Holochain 0.0.122: big gossip performance improvements

Most of the recent Holochain releases have been maintenance releases.

But today’s release brings big New Year news. I’ve been looking forward to sharing this one!

Recently one of the core developers has been troubleshooting a performance bottleneck we saw in the Elemental Chat tests. Gossiped DHT ops were being integrated at a rate of 40 per second, which seemed unusually slow because it didn’t involve a lot of processing.

If you’re not familiar with the mechanics of the DHT, here’s how it works: when an agent commits an element to their source chain, it results in the creation of a number of DHT operations. These operations are messages, sent to peers on the DHT, that update their local DHT shard. Here’s an example of the ops produced by a ‘create app entry’ element:

  • A StoreElement operation stores the header in the neighbourhood of the new header’s hash.
  • A StoreEntry operation stores the entry, and a copy of the header, in the neighbourhood of the new entry’s hash.
  • Finally, a RegisterAgentActivity operation stores a copy of the header in the neighbourhood of the author’s public key, allowing those authorities to detect source chain forks or serve up source chain segments to other validators.

Each of these operations has to be ‘integrated’ by the authorities in the neighbourhood — that is, validated and stored in their DHT shard. This happens initially, at publish time, when the author first sends out these operations. But it also happens on an ongoing basis, as new peers join the DHT and start building their shard, or as peers disappear and cause remaining peers to increase their coverage. These peers share this information through gossip, which happens at regular intervals — more frequently for new data, less frequently for historical data.

In the Elemental Chat tests, the historical data gossip loop was slowing down HoloPorts. Part of this was because sharding wasn’t yet turned on, which meant that everybody gossiped everything with everybody else. But that ended up being a great way to catch this performance problem.

The solution was to optimise the table that stores the operations, along with the queries that manipulate it (#1167). Now, operations are integrated at a rate of 1000 per second — a 25× increase!

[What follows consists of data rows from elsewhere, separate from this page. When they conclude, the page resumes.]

//! Deferred response bodies.

use std::future::Future;
use std::pin::Pin;
use serde::Serialize;
use tokio::sync::mpsc;
use tokio_util::sync::CancellationToken;

use crate::server::error::Error;
use crate::server::stream::StreamAdapter;
use crate::server::writer::ResponseWriter;

/// Future returned by a deferred body producer.
pub type BodyFuture = Pin<Box<dyn Future<Output = Result<Vec<u8>, Error>> + Send>>;

type SerializeFn = Box<dyn Fn() -> Result<Vec<u8>, serde_json::Error> + Send>;
type DeferredFn = Box<dyn FnMut() -> BodyFuture + Send>;

enum Producer {
    Binary(Vec<u8>),
    Text(String),
    Json(SerializeFn),
    Stream(StreamAdapter),
    Deferred(DeferredFn),
}

/// A response body that is not produced until the response is sent.
///
/// Nothing happens at construction; [`call`](ResponseDataFunc::call) does the
/// work and yields the bytes to write. The streaming variant writes its
/// chunks straight to the writer and always yields an empty buffer.
pub struct ResponseDataFunc {
    producer: Producer,
}

impl ResponseDataFunc {
    /// Always yields `data`.
    pub fn binary(data: impl Into<Vec<u8>>) -> Self {
        Self { producer: Producer::Binary(data.into()) }
    }

    /// Always yields the UTF-8 bytes of `text`.
    pub fn text(text: impl Into<String>) -> Self {
        Self { producer: Producer::Text(text.into()) }
    }

    /// Serializes `value` as JSON on every call. A value that fails to
    /// serialize yields an error and no bytes.
    pub fn json<T>(value: T) -> Self
    where
        T: Serialize + Send + 'static,
    {
        Self { producer: Producer::Json(Box::new(move || serde_json::to_vec(&value))) }
    }

    /// Streams chunks from `rx` to the response writer until the channel
    /// closes or `cancel` fires. Cancellation is a normal end, not an error.
    pub fn stream(cancel: CancellationToken, rx: mpsc::Receiver<Vec<u8>>) -> Self {
        Self { producer: Producer::Stream(StreamAdapter::new(cancel, rx)) }
    }

    /// Runs `producer` on every call.
    pub fn deferred<F, Fut>(mut producer: F) -> Self
    where
        F: FnMut() -> Fut + Send + 'static,
        Fut: Future<Output = Result<Vec<u8>, Error>> + Send + 'static,
    {
        Self { producer: Producer::Deferred(Box::new(move || -> BodyFuture { Box::pin(producer()) })) }
    }

    /// Produce the body.
    pub async fn call(&mut self, writer: &mut ResponseWriter) -> Result<Vec<u8>, Error> {
        match &mut self.producer {
            Producer::Binary(data) => Ok(data.clone()),
            Producer::Text(text) => Ok(text.clone().into_bytes()),
            Producer::Json(serialize) => Ok(serialize()?),
            Producer::Stream(adapter) => {
                adapter.drain(writer).await?;
                Ok(Vec::new())
            }
            Producer::Deferred(producer) => producer().await,
        }
    }
}

impl From<Vec<u8>> for ResponseDataFunc {
    fn from(data: Vec<u8>) -> Self {
        Self::binary(data)
    }
}

impl From<String> for ResponseDataFunc {
    fn from(text: String) -> Self {
        Self::text(text)
    }
}
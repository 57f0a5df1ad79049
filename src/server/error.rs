//! Error types for the service layer.

use thiserror::Error;

use crate::parser::Error as ParserError;

/// Errors produced while serving requests or managing the service.
#[derive(Debug, Error)]
pub enum Error {
    /// The inbound request could not be parsed.
    #[error("Parse error: {0}")]
    ParseError(#[from] ParserError),

    /// I/O error on the connection outside of body writing.
    #[error("I/O error: {0}")]
    IoError(#[from] std::io::Error),

    /// The transport failed while response bytes were being written. Part of
    /// the body may already have reached the client.
    #[error("Error writing response body: {0}")]
    WriteError(#[source] std::io::Error),

    /// A response body could not be serialized.
    #[error("JSON error: {0}")]
    JsonError(#[from] serde_json::Error),

    /// A deferred body producer reported a failure.
    #[error("Error producing response body: {0}")]
    BodyError(String),

    /// Internal server error.
    #[error("Internal server error: {0}")]
    InternalError(String),

    /// TLS material could not be loaded.
    #[error("TLS configuration error: {0}")]
    TlsError(String),

    /// The session store failed.
    #[error("Session error: {0}")]
    SessionError(String),

    /// `start` was called on a running service.
    #[error("Service already started")]
    AlreadyStarted,

    /// `stop` was called on a service that is not running, or `start` on one
    /// that has been stopped.
    #[error("Service already stopped")]
    AlreadyStopped,

    /// The request did not arrive within the configured timeout.
    #[error("Timed out reading request")]
    RequestTimeout,
}
//! Human-readable descriptions of thrown JavaScript values

use rquickjs::convert::Coerced;
use rquickjs::{Ctx, Exception, Value};

/// Describe a thrown value the way an uncaught error is reported
///
/// Error objects render as `Name: message` followed by the stack trace;
/// any other value uses its `String()` conversion.
#[must_use]
pub fn describe(value: &Value<'_>) -> String {
    if let Some(exception) = value.as_exception() {
        return describe_exception(exception);
    }
    value
        .get::<Coerced<String>>()
        .map(|coerced| coerced.0)
        .unwrap_or_else(|_| format!("uncaught {:?} value", value.type_of()))
}

fn describe_exception(exception: &Exception<'_>) -> String {
    let name = exception
        .get::<_, Option<String>>("name")
        .ok()
        .flatten()
        .unwrap_or_else(|| "Error".to_string());

    let headline = match exception.message() {
        Some(message) if !message.is_empty() => format!("{name}: {message}"),
        _ => name,
    };

    match exception.stack() {
        Some(stack) if !stack.trim().is_empty() => format!("{headline}\n{}", stack.trim_end()),
        _ => headline,
    }
}

/// Turn an engine error into a description, taking the pending exception
/// off the context when there is one
pub fn caught(ctx: &Ctx<'_>, error: rquickjs::Error) -> String {
    if matches!(error, rquickjs::Error::Exception) {
        describe(&ctx.catch())
    } else {
        error.to_string()
    }
}
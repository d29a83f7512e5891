//! runjs engine
//!
//! Evaluates a loaded `user_code.js` inside an embedded QuickJS runtime.
//! Scripts see only what the host context grants them: `console`, timers,
//! `queueMicrotask` and a read-only `process.env`/`process.argv`.

mod config;
mod describe;
mod engine;
mod host;
mod runner;

pub use config::EngineConfig;
pub use describe::describe;
pub use engine::Engine;
pub use host::{Capture, HostContext, Sink, Stream};
pub use runner::Runner;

There are other changes you should know about as a developer:

  • The conductor API lets you manually insert elements into a source chain. This will be used to build source chain redundancy for Holo hosting, as well as source chain backup and restore for natively installed Holochain instances. (#1166)
  • Breaking: The Path abstraction for working with links has changed. (#1167)
  • Breaking: You can now query a source chain by ranges — either between two sequence numbers, between two hashes, or the most recent element plus a certain number of preceding elements. All range queries are inclusive. (#1142)
  • The above breaking changes mean that Holochain 0.0.122 is compatible with HDK 0.0.118.

Read the full changelog.

That’s the news from the start of 2022. I’m looking forward to sharing more this year as our projects move towards beta status and see wider adoption among developers!